To do: From the records below, copy out exactly the lines from the one containing "pub(crate) enum Next<'t>" to the one containing "fn is_empty_scalar(self) ->", both included. Add nothing else.

------------------------------

//! Node properties (anchor, tag, indicator) and the comments and blank lines
//! around them.

use super::{at, token_span, Ctx};
use crate::cst::{CstNode, SourceToken, TokenType};
use crate::error::ErrorCode;

/// Whatever follows a run of property tokens.
#[derive(Debug, Clone, Copy)]
pub(crate) enum Next<'t> {
    None,
    Token(&'t SourceToken),
    Node(&'t CstNode),
}

impl<'t> Next<'t> {
    pub fn from_token(token: Option<&'t SourceToken>) -> Self {
        token.map_or(Next::None, Next::Token)
    }

    pub fn from_node(node: Option<&'t CstNode>) -> Self {
        node.map_or(Next::None, Next::Node)
    }

    /// Key if present, else the first separator token.
    pub fn key_or_sep(key: Option<&'t CstNode>, sep: Option<&'t Vec<SourceToken>>) -> Self {
        match key {
            Some(key) => Next::Node(key),
            None => Next::from_token(sep.and_then(|sep| sep.first())),
        }
    }

    fn offset(self) -> Option<usize> {
        match self {
            Next::None => None,
            Next::Token(t) => Some(t.offset),
            Next::Node(n) => Some(n.offset()),
        }
    }

    fn kind(self) -> Option<TokenType> {
        match self {
            Next::Token(t) | Next::Node(CstNode::Source(t)) => Some(t.kind),
            Next::Node(CstNode::FlowScalar(s)) => Some(s.kind),
            _ => None,
        }
    }

    fn is_separator(self) -> bool {
        matches!(
            self.kind(),
            Some(TokenType::Space | TokenType::Newline | TokenType::Comma)
        )
    }

    fn is_empty_scalar(self) -> bool {
        matches!(self, Next::Node(CstNode::FlowScalar(s)) if s.kind == TokenType::Scalar && s.source.is_empty())
    }

    fn is_flow_collection(self) -> bool {
        matches!(self, Next::Node(CstNode::FlowCollection(_)))
    }

    fn is_block_collection(self) -> bool {
        matches!(self, Next::Node(node) if node.is_block_collection())
    }
}

pub(crate) struct PropsOptions<'t> {
    /// `"flow map"` or `"flow sequence"` inside flow collections.
    pub flow: Option<&'static str>,
    pub indicator: TokenType,
    pub next: Next<'t>,
    pub offset: usize,
    pub parent_indent: usize,
    pub start_on_newline: bool,
}

#[derive(Debug, Default)]
pub(crate) struct Props<'t> {
    pub comma: Option<&'t SourceToken>,
    pub found: Option<&'t SourceToken>,
    pub space_before: bool,
    pub comment: String,
    pub has_newline: bool,
    pub anchor: Option<&'t SourceToken>,
    pub tag: Option<&'t SourceToken>,
    pub newline_after_prop: Option<&'t SourceToken>,
    /// End offset of the last token.
    pub end: usize,
    /// Offset of the first property, else `end`.
    pub start: usize,
}

const TAB_MSG: &str = "Tabs are not allowed as indentation";
const PROP_SPACE_MSG: &str = "Tags and anchors must be separated from the next token by white space";
const COMMENT_SPACE_MSG: &str = "Comments must be separated from other tokens by white space characters";

pub(crate) fn resolve_props<'t>(
    ctx: &mut Ctx<'_>,
    tokens: &'t [SourceToken],
    opts: PropsOptions<'_>,
) -> Props<'t> {
    let mut props = Props::default();
    let mut at_newline = opts.start_on_newline;
    let mut has_space = opts.start_on_newline;
    let mut comment_sep = String::new();
    let mut req_space = false;
    let mut tab: Option<&SourceToken> = None;
    let mut start = None;

    for token in tokens {
        if req_space {
            if !matches!(
                token.kind,
                TokenType::Space | TokenType::Newline | TokenType::Comma
            ) {
                ctx.error(at(token.offset), ErrorCode::MissingChar, PROP_SPACE_MSG);
            }
            req_space = false;
        }
        if let Some(t) = tab.take() {
            if at_newline && token.kind != TokenType::Comment && token.kind != TokenType::Newline {
                ctx.error(token_span(t), ErrorCode::TabAsIndent, TAB_MSG);
            }
        }
        match token.kind {
            TokenType::Space => {
                if opts.flow.is_none()
                    && (opts.indicator != TokenType::DocStart || !opts.next.is_flow_collection())
                    && token.source.contains('\t')
                {
                    tab = Some(token);
                }
                has_space = true;
            }
            TokenType::Comment => {
                if !has_space {
                    ctx.error(token_span(token), ErrorCode::MissingChar, COMMENT_SPACE_MSG);
                }
                let text = &token.source[1..];
                let text = if text.is_empty() { " " } else { text };
                if props.comment.is_empty() {
                    props.comment = text.to_string();
                } else {
                    props.comment.push_str(&comment_sep);
                    props.comment.push_str(text);
                }
                comment_sep.clear();
                at_newline = false;
            }
            TokenType::Newline => {
                if at_newline {
                    if !props.comment.is_empty() {
                        props.comment.push_str(&token.source);
                    } else if props.found.is_none() || opts.indicator != TokenType::SeqItemInd {
                        props.space_before = true;
                    }
                } else {
                    comment_sep.push_str(&token.source);
                }
                at_newline = true;
                props.has_newline = true;
                if props.anchor.is_some() || props.tag.is_some() {
                    props.newline_after_prop = Some(token);
                }
                has_space = true;
            }
            TokenType::Anchor => {
                if props.anchor.is_some() {
                    ctx.error(
                        token_span(token),
                        ErrorCode::MultipleAnchors,
                        "A node can have at most one anchor",
                    );
                } else {
                    props.anchor = Some(token);
                }
                if token.source.ends_with(':') {
                    ctx.warn(
                        at(token.offset + token.source.len() - 1),
                        ErrorCode::BadAlias,
                        "Anchor ending in : is ambiguous",
                    );
                }
                start.get_or_insert(token.offset);
                at_newline = false;
                has_space = false;
                req_space = true;
            }
            TokenType::Tag => {
                if props.tag.is_some() {
                    ctx.error(
                        token_span(token),
                        ErrorCode::MultipleTags,
                        "A node can have at most one tag",
                    );
                } else {
                    props.tag = Some(token);
                }
                start.get_or_insert(token.offset);
                at_newline = false;
                has_space = false;
                req_space = true;
            }
            kind if kind == opts.indicator => {
                if props.anchor.is_some() || props.tag.is_some() {
                    ctx.error(
                        token_span(token),
                        ErrorCode::BadPropOrder,
                        format!("Anchors and tags must be after the {} indicator", token.source),
                    );
                }
                if props.found.is_some() {
                    ctx.error(
                        token_span(token),
                        ErrorCode::UnexpectedToken,
                        format!(
                            "Unexpected {} in {}",
                            token.source,
                            opts.flow.unwrap_or("collection")
                        ),
                    );
                }
                props.found = Some(token);
                at_newline = matches!(
                    opts.indicator,
                    TokenType::SeqItemInd | TokenType::ExplicitKeyInd
                );
                has_space = false;
            }
            TokenType::Comma if opts.flow.is_some() => {
                if props.comma.is_some() {
                    ctx.error(
                        token_span(token),
                        ErrorCode::UnexpectedToken,
                        format!("Unexpected , in {}", opts.flow.unwrap_or_default()),
                    );
                }
                props.comma = Some(token);
                at_newline = false;
                has_space = false;
            }
            kind => {
                ctx.error(
                    token_span(token),
                    ErrorCode::UnexpectedToken,
                    format!("Unexpected {} token", kind.as_str()),
                );
                at_newline = false;
                has_space = false;
            }
        }
    }

    props.end = tokens
        .last()
        .map_or(opts.offset, |t| t.offset + t.source.len());
    if req_space && !matches!(opts.next, Next::None) && !opts.next.is_separator() && !opts.next.is_empty_scalar() {
        let offset = opts.next.offset().unwrap_or(props.end);
        ctx.error(at(offset), ErrorCode::MissingChar, PROP_SPACE_MSG);
    }
    if let Some(t) = tab {
        if (at_newline && t.indent <= opts.parent_indent) || opts.next.is_block_collection() {
            ctx.error(token_span(t), ErrorCode::TabAsIndent, TAB_MSG);
        }
    }
    props.start = start.unwrap_or(props.end);
    props
}

/// Trailing comment and end offset of a node's `end` tokens.
pub(crate) fn resolve_end(
    ctx: &mut Ctx<'_>,
    end: &[SourceToken],
    offset: usize,
    req_space: bool,
) -> (Option<String>, usize) {
    let mut comment = String::new();
    let mut offset = offset;
    let mut has_space = false;
    let mut sep = String::new();
    for token in end {
        match token.kind {
            TokenType::Space => has_space = true,
            TokenType::Comment => {
                if req_space && !has_space {
                    ctx.error(token_span(token), ErrorCode::MissingChar, COMMENT_SPACE_MSG);
                }
                let text = &token.source[1..];
                let text = if text.is_empty() { " " } else { text };
                if comment.is_empty() {
                    comment = text.to_string();
                } else {
                    comment.push_str(&sep);
                    comment.push_str(text);
                }
                sep.clear();
            }
            TokenType::Newline => {
                if !comment.is_empty() {
                    sep.push_str(&token.source);
                }
                has_space = true;
            }
            kind => ctx.error(
                token_span(token),
                ErrorCode::UnexpectedToken,
                format!("Unexpected {} at node end", kind.as_str()),
            ),
        }
        offset += token.source.len();
    }
    ((!comment.is_empty()).then_some(comment), offset)
}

------------------------------

Answer:
pub(crate) enum Next<'t> {
    None,
    Token(&'t SourceToken),
    Node(&'t CstNode),
}

impl<'t> Next<'t> {
    pub fn from_token(token: Option<&'t SourceToken>) -> Self {
        token.map_or(Next::None, Next::Token)
    }

    pub fn from_node(node: Option<&'t CstNode>) -> Self {
        node.map_or(Next::None, Next::Node)
    }

    /// Key if present, else the first separator token.
    pub fn key_or_sep(key: Option<&'t CstNode>, sep: Option<&'t Vec<SourceToken>>) -> Self {
        match key {
            Some(key) => Next::Node(key),
            None => Next::from_token(sep.and_then(|sep| sep.first())),
        }
    }

    fn offset(self) -> Option<usize> {
        match self {
            Next::None => None,
            Next::Token(t) => Some(t.offset),
            Next::Node(n) => Some(n.offset()),
        }
    }

    fn kind(self) -> Option<TokenType> {
        match self {
            Next::Token(t) | Next::Node(CstNode::Source(t)) => Some(t.kind),
            Next::Node(CstNode::FlowScalar(s)) => Some(s.kind),
            _ => None,
        }
    }

    fn is_separator(self) -> bool {
        matches!(
            self.kind(),
            Some(TokenType::Space | TokenType::Newline | TokenType::Comma)
        )
    }

    fn is_empty_scalar(self) -> bool {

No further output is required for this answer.